(Stored data)
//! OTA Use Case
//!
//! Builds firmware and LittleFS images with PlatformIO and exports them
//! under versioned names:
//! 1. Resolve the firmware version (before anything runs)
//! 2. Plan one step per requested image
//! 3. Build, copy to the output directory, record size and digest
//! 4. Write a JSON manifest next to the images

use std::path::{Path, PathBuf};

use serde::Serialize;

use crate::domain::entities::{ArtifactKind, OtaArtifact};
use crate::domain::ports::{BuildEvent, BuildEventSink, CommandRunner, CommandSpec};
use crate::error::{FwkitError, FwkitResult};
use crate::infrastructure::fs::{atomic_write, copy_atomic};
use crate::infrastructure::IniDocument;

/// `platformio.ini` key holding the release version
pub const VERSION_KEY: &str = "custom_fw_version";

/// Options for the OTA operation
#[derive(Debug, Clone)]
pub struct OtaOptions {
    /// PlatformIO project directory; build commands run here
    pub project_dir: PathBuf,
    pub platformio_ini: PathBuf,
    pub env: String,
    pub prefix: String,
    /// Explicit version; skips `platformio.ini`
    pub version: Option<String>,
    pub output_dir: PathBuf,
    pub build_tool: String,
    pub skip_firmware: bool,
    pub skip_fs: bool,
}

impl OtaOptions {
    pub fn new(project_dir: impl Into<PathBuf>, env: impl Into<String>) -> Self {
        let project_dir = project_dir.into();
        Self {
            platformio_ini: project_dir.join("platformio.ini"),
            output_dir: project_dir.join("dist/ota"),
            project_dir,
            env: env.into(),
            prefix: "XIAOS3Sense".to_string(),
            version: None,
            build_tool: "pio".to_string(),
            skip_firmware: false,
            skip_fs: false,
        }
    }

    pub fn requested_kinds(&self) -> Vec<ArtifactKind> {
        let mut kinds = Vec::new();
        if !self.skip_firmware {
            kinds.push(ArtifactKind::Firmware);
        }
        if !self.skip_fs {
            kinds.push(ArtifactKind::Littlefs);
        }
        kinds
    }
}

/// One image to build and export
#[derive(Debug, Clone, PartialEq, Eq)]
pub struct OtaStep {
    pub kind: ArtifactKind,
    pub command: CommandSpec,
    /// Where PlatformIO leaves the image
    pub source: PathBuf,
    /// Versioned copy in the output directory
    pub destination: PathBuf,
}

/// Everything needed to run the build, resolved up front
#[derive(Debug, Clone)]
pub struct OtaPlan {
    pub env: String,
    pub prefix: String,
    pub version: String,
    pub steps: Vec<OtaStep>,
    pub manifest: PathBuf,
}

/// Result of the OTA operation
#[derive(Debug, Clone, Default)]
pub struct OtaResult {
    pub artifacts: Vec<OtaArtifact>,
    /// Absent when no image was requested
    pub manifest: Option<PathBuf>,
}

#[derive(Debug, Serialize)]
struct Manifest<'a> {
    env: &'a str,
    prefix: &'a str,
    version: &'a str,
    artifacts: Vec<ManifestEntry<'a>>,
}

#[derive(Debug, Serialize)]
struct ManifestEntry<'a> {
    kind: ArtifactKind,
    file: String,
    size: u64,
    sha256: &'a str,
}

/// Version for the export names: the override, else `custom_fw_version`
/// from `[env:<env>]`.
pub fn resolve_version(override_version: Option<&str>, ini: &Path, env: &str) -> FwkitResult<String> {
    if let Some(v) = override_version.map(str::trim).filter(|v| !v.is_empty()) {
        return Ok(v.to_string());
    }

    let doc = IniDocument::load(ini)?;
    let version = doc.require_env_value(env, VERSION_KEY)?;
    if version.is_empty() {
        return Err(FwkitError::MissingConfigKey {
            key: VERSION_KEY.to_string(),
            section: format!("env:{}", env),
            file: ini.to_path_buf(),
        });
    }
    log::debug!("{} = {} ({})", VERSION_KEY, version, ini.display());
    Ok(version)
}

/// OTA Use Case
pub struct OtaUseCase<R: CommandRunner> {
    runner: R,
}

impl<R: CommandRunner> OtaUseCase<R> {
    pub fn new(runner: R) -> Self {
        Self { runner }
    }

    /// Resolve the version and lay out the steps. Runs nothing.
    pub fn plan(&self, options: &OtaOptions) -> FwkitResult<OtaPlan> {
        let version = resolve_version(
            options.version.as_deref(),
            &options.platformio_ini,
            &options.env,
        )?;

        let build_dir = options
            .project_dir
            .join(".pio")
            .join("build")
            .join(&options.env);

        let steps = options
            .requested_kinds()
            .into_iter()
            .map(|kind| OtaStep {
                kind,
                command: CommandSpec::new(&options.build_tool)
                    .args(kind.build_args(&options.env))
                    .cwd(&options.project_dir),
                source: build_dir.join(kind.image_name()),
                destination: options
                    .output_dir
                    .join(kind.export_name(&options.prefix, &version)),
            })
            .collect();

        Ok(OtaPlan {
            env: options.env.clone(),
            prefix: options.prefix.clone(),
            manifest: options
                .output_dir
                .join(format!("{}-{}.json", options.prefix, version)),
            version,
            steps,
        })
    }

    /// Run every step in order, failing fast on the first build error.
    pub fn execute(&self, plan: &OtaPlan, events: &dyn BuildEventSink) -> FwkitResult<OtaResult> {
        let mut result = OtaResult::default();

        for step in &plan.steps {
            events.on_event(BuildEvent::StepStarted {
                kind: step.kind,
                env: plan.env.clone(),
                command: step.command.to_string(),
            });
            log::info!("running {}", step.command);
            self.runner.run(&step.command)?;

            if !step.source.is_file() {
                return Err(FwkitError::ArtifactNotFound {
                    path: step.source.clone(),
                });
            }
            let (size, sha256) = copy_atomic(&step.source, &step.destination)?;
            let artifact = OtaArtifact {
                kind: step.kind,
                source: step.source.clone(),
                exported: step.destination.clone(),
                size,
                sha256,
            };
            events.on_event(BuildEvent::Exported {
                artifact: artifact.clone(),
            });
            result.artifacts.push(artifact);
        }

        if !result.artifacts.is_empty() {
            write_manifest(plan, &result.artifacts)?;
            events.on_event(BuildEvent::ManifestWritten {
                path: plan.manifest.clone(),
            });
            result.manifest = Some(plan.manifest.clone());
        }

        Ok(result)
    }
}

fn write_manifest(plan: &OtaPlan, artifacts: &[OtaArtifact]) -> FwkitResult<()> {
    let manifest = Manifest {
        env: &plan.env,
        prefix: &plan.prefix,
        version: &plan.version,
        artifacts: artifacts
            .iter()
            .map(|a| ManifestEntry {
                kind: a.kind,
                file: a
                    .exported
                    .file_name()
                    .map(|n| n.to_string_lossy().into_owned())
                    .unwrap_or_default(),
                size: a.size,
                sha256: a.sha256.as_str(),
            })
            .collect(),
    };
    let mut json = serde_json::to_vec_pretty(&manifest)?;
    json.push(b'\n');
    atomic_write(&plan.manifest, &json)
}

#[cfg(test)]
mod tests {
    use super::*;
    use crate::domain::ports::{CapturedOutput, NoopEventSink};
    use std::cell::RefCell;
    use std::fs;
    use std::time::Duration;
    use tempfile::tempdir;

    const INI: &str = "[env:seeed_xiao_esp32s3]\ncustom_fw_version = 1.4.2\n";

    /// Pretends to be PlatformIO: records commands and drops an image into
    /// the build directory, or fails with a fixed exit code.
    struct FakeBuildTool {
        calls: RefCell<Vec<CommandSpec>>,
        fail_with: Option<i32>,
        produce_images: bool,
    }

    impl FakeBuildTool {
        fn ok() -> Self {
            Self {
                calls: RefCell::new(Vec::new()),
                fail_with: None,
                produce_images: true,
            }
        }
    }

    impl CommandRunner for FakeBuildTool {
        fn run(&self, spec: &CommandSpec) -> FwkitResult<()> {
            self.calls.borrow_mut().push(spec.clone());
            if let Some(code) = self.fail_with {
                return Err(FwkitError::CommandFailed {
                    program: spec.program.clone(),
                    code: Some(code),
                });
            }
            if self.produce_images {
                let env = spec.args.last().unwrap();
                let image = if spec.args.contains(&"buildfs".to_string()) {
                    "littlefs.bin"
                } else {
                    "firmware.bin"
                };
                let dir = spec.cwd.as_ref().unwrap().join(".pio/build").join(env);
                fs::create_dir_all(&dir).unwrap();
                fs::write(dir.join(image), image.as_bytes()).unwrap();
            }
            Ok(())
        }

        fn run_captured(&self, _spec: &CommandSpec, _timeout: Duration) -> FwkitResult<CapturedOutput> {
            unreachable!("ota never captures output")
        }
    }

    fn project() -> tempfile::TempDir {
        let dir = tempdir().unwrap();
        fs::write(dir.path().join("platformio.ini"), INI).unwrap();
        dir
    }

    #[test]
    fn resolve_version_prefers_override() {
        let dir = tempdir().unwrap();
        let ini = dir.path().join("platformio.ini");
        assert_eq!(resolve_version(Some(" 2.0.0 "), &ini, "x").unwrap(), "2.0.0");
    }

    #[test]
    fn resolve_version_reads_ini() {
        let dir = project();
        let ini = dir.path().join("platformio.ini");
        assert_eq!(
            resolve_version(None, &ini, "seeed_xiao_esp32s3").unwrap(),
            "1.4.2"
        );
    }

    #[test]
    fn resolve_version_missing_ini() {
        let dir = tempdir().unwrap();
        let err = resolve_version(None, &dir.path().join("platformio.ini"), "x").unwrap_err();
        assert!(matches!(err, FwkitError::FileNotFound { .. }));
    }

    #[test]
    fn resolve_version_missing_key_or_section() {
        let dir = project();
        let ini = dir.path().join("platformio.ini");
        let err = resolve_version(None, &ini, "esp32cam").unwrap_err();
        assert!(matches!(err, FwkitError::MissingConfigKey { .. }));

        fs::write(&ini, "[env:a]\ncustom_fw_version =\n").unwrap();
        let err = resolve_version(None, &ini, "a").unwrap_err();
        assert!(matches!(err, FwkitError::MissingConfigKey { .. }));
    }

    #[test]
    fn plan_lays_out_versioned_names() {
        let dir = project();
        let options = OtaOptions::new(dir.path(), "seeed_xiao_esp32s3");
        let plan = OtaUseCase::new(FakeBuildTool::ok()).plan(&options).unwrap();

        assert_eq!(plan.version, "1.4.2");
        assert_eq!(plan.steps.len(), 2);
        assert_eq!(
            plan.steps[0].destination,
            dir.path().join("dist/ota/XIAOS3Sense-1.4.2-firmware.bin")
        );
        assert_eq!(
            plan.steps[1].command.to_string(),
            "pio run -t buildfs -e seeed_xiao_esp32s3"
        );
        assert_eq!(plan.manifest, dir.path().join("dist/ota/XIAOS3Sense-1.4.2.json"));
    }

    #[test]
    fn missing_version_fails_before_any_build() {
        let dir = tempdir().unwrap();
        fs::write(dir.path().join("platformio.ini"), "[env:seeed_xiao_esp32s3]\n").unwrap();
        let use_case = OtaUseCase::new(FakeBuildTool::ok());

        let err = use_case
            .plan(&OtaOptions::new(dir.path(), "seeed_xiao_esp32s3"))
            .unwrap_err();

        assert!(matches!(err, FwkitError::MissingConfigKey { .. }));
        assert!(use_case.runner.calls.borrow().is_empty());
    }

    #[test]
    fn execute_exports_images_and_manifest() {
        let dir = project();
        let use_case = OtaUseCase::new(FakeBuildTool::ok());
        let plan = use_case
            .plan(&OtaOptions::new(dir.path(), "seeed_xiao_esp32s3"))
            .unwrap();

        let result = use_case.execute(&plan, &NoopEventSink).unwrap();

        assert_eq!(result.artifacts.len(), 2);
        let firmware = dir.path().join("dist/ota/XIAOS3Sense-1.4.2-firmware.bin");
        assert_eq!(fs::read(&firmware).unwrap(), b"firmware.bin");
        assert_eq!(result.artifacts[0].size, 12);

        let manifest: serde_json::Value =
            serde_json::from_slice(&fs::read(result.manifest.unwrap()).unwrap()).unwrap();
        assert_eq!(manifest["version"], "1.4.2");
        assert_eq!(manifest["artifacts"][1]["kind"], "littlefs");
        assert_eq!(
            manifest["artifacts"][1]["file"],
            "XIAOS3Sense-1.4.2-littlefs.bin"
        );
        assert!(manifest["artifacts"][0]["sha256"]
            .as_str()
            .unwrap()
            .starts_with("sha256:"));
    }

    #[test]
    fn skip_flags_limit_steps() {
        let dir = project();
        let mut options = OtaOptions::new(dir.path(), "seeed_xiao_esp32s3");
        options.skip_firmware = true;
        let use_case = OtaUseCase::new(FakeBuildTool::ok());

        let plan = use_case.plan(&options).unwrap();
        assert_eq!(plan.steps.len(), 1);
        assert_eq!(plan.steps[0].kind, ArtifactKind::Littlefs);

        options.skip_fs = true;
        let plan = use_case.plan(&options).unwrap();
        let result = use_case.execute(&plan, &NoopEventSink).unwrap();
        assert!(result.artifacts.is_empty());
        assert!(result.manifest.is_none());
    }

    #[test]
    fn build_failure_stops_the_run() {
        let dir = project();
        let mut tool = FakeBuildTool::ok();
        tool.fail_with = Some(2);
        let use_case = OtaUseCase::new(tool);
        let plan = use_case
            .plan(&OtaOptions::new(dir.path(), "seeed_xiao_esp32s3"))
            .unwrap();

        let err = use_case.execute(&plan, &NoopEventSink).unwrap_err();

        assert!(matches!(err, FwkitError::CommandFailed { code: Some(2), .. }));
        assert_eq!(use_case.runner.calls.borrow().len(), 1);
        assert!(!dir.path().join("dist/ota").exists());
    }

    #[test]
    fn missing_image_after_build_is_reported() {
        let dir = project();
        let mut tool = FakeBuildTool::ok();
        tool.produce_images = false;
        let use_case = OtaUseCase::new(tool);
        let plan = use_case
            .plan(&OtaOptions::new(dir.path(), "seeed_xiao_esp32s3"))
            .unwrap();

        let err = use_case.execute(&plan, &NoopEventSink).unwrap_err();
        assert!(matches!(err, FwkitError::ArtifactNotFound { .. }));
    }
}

---

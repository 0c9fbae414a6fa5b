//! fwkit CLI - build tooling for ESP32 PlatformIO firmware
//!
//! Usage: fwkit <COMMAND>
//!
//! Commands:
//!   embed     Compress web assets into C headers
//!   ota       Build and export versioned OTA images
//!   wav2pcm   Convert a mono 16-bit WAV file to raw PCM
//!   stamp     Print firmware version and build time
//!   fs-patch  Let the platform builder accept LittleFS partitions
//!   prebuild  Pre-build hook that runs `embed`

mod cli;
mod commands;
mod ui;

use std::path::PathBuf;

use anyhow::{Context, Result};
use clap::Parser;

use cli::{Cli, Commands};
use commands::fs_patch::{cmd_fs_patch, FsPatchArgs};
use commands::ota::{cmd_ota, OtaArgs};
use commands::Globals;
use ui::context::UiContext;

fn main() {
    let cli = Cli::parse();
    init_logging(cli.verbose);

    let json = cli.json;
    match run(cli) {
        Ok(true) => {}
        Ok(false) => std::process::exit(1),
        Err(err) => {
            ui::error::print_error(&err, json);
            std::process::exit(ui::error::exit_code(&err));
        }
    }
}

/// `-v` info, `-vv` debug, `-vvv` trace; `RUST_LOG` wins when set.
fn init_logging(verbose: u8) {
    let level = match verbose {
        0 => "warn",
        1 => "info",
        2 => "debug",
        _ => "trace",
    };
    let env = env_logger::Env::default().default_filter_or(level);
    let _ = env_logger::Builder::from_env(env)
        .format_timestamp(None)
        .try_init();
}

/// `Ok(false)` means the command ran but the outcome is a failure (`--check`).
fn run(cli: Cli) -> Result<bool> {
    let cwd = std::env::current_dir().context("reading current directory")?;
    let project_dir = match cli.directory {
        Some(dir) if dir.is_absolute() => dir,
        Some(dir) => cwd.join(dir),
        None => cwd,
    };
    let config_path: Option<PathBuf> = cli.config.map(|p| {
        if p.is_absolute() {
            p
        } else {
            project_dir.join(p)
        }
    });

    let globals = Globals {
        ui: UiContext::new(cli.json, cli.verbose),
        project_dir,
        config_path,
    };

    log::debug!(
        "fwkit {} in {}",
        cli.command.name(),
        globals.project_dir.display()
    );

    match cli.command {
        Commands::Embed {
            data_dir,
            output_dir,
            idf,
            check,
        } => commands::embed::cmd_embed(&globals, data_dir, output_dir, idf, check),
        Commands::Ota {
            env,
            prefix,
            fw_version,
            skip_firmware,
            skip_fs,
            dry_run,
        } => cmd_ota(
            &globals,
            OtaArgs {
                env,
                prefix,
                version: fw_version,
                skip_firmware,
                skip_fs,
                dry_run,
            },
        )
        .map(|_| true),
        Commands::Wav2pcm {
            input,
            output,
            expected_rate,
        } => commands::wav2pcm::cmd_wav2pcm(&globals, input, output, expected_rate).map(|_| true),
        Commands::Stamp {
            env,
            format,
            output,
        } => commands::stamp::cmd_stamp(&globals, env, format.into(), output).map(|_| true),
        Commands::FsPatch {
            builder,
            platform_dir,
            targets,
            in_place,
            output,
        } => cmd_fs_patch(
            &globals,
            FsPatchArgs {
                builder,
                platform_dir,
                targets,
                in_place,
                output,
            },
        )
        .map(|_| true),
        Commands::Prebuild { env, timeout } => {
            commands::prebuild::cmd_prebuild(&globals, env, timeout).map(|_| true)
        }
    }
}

→ **EXERCISE**:
Among the lines above, find each one containing the string "bool" and copy it.

→ **RESULT OF THIS TASK**:
    pub skip_firmware: bool,
    pub skip_fs: bool,
        produce_images: bool,
fn run(cli: Cli) -> Result<bool> {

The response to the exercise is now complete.